• _Dataset entries_
******************************
//! Change feed backed by bundled JSON assets, for development and tests.

use std::path::{Path, PathBuf};

use async_trait::async_trait;
use serde::de::DeserializeOwned;

use super::NetworkDataSource;
use crate::errors::AppError;
use crate::models::{NetworkChangeList, NetworkNewsResource, NetworkTopic};

const TOPICS_ASSET: &str = "topics.json";
const NEWS_ASSET: &str = "news.json";

/// Serves `topics.json` and `news.json` from a directory.
///
/// The change list is synthesized from file order: the item at index `i`
/// has version `i`, and nothing is ever deleted.
pub struct DemoNetworkDataSource {
    assets_dir: PathBuf,
}

impl DemoNetworkDataSource {
    pub fn new(assets_dir: impl Into<PathBuf>) -> Self {
        Self {
            assets_dir: assets_dir.into(),
        }
    }

    pub fn assets_dir(&self) -> &Path {
        &self.assets_dir
    }

    async fn read_asset<T: DeserializeOwned>(&self, file_name: &str) -> Result<Vec<T>, AppError> {
        let path = self.assets_dir.join(file_name);
        let bytes = tokio::fs::read(&path).await.map_err(|e| {
            AppError::Network(format!("Failed to read asset {}: {}", path.display(), e))
        })?;
        Ok(serde_json::from_slice(&bytes)?)
    }
}

fn filter_by_ids<T>(items: Vec<T>, ids: Option<&[String]>, id_of: impl Fn(&T) -> &str) -> Vec<T> {
    match ids {
        None => items,
        Some(ids) => items
            .into_iter()
            .filter(|item| ids.iter().any(|id| id == id_of(item)))
            .collect(),
    }
}

fn map_to_change_list<T>(
    items: &[T],
    after: Option<i64>,
    id_of: impl Fn(&T) -> &str,
) -> Vec<NetworkChangeList> {
    items
        .iter()
        .enumerate()
        .map(|(index, item)| NetworkChangeList {
            id: id_of(item).to_string(),
            change_list_version: index as i64,
            is_delete: false,
        })
        .filter(|change| after.map_or(true, |after| change.change_list_version > after))
        .collect()
}

#[async_trait]
impl NetworkDataSource for DemoNetworkDataSource {
    async fn get_topics(&self, ids: Option<&[String]>) -> Result<Vec<NetworkTopic>, AppError> {
        let topics = self.read_asset(TOPICS_ASSET).await?;
        Ok(filter_by_ids(topics, ids, |t: &NetworkTopic| t.id.as_str()))
    }

    async fn get_news_resources(
        &self,
        ids: Option<&[String]>,
    ) -> Result<Vec<NetworkNewsResource>, AppError> {
        let news = self.read_asset(NEWS_ASSET).await?;
        Ok(filter_by_ids(news, ids, |n: &NetworkNewsResource| {
            n.id.as_str()
        }))
    }

    async fn get_topic_change_list(
        &self,
        after: Option<i64>,
    ) -> Result<Vec<NetworkChangeList>, AppError> {
        let topics: Vec<NetworkTopic> = self.read_asset(TOPICS_ASSET).await?;
        Ok(map_to_change_list(&topics, after, |t| t.id.as_str()))
    }

    async fn get_news_resource_change_list(
        &self,
        after: Option<i64>,
    ) -> Result<Vec<NetworkChangeList>, AppError> {
        let news: Vec<NetworkNewsResource> = self.read_asset(NEWS_ASSET).await?;
        Ok(map_to_change_list(&news, after, |n| n.id.as_str()))
    }
}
******************************
• _Work request_
Above are the records; set each one down word for word.

• _Written answer_
//! Change feed backed by bundled JSON assets, for development and tests.

use std::path::{Path, PathBuf};

use async_trait::async_trait;
use serde::de::DeserializeOwned;

use super::NetworkDataSource;
use crate::errors::AppError;
use crate::models::{NetworkChangeList, NetworkNewsResource, NetworkTopic};

const TOPICS_ASSET: &str = "topics.json";
const NEWS_ASSET: &str = "news.json";

/// Serves `topics.json` and `news.json` from a directory.
///
/// The change list is synthesized from file order: the item at index `i`
/// has version `i`, and nothing is ever deleted.
pub struct DemoNetworkDataSource {
    assets_dir: PathBuf,
}

impl DemoNetworkDataSource {
    pub fn new(assets_dir: impl Into<PathBuf>) -> Self {
        Self {
            assets_dir: assets_dir.into(),
        }
    }

    pub fn assets_dir(&self) -> &Path {
        &self.assets_dir
    }

    async fn read_asset<T: DeserializeOwned>(&self, file_name: &str) -> Result<Vec<T>, AppError> {
        let path = self.assets_dir.join(file_name);
        let bytes = tokio::fs::read(&path).await.map_err(|e| {
            AppError::Network(format!("Failed to read asset {}: {}", path.display(), e))
        })?;
        Ok(serde_json::from_slice(&bytes)?)
    }
}

fn filter_by_ids<T>(items: Vec<T>, ids: Option<&[String]>, id_of: impl Fn(&T) -> &str) -> Vec<T> {
    match ids {
        None => items,
        Some(ids) => items
            .into_iter()
            .filter(|item| ids.iter().any(|id| id == id_of(item)))
            .collect(),
    }
}

fn map_to_change_list<T>(
    items: &[T],
    after: Option<i64>,
    id_of: impl Fn(&T) -> &str,
) -> Vec<NetworkChangeList> {
    items
        .iter()
        .enumerate()
        .map(|(index, item)| NetworkChangeList {
            id: id_of(item).to_string(),
            change_list_version: index as i64,
            is_delete: false,
        })
        .filter(|change| after.map_or(true, |after| change.change_list_version > after))
        .collect()
}

#[async_trait]
impl NetworkDataSource for DemoNetworkDataSource {
    async fn get_topics(&self, ids: Option<&[String]>) -> Result<Vec<NetworkTopic>, AppError> {
        let topics = self.read_asset(TOPICS_ASSET).await?;
        Ok(filter_by_ids(topics, ids, |t: &NetworkTopic| t.id.as_str()))
    }

    async fn get_news_resources(
        &self,
        ids: Option<&[String]>,
    ) -> Result<Vec<NetworkNewsResource>, AppError> {
        let news = self.read_asset(NEWS_ASSET).await?;
        Ok(filter_by_ids(news, ids, |n: &NetworkNewsResource| {
            n.id.as_str()
        }))
    }

    async fn get_topic_change_list(
        &self,
        after: Option<i64>,
    ) -> Result<Vec<NetworkChangeList>, AppError> {
        let topics: Vec<NetworkTopic> = self.read_asset(TOPICS_ASSET).await?;
        Ok(map_to_change_list(&topics, after, |t| t.id.as_str()))
    }

    async fn get_news_resource_change_list(
        &self,
        after: Option<i64>,
    ) -> Result<Vec<NetworkChangeList>, AppError> {
        let news: Vec<NetworkNewsResource> = self.read_asset(NEWS_ASSET).await?;
        Ok(map_to_change_list(&news, after, |n| n.id.as_str()))
    }
}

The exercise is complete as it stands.